[Source data]

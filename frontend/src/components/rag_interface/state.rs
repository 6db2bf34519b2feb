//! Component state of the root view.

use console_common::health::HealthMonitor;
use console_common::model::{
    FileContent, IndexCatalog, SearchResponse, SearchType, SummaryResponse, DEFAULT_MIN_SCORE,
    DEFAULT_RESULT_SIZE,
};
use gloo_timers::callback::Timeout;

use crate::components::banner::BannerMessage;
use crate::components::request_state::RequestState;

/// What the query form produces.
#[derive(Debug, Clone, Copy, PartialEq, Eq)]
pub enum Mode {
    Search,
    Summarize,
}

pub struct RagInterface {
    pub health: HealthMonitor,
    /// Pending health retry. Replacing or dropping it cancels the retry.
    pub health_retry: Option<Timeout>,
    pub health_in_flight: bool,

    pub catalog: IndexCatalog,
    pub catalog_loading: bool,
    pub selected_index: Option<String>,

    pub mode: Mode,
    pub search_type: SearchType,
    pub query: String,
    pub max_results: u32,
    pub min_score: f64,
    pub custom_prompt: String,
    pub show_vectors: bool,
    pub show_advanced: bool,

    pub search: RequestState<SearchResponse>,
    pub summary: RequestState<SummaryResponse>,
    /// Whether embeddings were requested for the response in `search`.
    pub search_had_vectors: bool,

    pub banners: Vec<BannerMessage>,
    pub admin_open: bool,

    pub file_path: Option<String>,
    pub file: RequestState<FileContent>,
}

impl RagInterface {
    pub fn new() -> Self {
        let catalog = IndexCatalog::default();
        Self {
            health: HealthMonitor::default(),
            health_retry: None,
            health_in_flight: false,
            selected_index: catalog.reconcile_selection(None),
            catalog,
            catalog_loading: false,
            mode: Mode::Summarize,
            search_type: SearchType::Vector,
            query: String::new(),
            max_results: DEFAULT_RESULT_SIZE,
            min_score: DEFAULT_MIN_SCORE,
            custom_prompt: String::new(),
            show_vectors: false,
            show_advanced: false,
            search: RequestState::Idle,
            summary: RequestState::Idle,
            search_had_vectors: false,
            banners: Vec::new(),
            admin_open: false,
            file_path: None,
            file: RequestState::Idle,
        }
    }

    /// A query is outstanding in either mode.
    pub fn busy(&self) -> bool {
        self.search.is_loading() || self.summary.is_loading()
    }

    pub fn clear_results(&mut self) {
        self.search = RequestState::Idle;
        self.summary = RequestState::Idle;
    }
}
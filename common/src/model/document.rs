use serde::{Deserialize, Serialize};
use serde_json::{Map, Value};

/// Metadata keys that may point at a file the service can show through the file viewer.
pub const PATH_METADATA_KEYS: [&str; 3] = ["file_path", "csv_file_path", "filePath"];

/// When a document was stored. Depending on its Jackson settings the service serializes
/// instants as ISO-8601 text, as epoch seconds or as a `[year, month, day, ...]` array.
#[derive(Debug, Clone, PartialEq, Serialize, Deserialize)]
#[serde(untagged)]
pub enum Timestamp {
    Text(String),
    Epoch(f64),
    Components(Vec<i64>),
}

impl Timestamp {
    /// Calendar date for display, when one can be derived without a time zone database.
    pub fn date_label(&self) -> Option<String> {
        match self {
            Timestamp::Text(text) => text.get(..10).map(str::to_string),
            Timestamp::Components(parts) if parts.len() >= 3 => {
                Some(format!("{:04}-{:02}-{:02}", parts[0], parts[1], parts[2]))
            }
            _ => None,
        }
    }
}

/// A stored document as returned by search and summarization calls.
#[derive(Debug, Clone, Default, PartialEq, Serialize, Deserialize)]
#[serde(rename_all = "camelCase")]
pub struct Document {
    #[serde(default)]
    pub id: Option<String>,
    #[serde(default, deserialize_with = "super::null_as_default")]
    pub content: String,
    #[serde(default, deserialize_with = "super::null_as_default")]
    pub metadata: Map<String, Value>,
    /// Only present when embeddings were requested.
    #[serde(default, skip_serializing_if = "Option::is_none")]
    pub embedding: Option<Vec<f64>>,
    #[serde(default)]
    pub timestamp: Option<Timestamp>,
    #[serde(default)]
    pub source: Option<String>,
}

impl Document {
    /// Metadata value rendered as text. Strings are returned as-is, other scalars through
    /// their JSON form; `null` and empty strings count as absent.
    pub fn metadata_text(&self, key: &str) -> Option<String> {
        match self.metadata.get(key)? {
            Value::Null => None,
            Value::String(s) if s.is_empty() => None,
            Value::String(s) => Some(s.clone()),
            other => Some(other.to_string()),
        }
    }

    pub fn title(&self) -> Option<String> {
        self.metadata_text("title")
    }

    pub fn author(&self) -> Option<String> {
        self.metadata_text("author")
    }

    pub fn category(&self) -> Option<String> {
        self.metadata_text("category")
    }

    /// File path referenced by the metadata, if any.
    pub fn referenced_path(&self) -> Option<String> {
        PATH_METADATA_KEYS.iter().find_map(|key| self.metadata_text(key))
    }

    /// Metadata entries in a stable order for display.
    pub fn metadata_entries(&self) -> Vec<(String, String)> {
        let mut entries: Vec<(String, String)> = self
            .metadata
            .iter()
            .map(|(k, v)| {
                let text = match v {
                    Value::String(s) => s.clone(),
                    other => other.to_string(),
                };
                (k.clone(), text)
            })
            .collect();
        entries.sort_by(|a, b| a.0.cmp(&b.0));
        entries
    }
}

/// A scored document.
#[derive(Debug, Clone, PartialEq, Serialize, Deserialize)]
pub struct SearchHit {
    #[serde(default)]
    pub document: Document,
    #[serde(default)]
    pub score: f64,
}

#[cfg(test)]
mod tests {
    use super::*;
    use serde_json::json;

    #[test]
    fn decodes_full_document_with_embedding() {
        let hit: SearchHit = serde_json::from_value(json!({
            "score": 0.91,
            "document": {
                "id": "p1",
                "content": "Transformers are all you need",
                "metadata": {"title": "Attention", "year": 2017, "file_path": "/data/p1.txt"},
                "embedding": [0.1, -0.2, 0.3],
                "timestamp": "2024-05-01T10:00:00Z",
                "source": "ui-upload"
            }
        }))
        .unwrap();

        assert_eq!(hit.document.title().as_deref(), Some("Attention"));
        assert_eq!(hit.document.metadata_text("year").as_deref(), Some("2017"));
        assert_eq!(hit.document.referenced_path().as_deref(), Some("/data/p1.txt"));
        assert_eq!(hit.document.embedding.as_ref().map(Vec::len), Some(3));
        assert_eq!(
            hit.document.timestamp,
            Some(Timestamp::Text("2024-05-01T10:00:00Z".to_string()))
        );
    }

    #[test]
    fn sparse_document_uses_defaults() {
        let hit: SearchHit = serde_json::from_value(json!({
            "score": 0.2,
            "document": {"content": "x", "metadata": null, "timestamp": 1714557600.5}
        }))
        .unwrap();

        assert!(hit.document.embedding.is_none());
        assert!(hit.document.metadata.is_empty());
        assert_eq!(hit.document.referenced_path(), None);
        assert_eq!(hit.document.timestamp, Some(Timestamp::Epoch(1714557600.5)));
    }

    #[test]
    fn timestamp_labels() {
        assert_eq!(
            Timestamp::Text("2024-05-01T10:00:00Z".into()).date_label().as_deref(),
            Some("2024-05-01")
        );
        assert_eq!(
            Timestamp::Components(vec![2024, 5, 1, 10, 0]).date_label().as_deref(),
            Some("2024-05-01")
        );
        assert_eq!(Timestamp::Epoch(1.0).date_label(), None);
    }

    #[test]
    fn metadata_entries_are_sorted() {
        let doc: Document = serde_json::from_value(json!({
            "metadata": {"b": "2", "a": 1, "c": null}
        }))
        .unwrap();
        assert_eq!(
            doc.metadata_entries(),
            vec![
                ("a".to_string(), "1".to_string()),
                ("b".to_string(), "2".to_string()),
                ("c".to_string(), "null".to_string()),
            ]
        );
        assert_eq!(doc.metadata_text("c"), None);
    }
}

[/Source data]

__Your assignment__. Find out how many lines above hold "HealthMonitor". Write only the number.

__Expected answer__. 3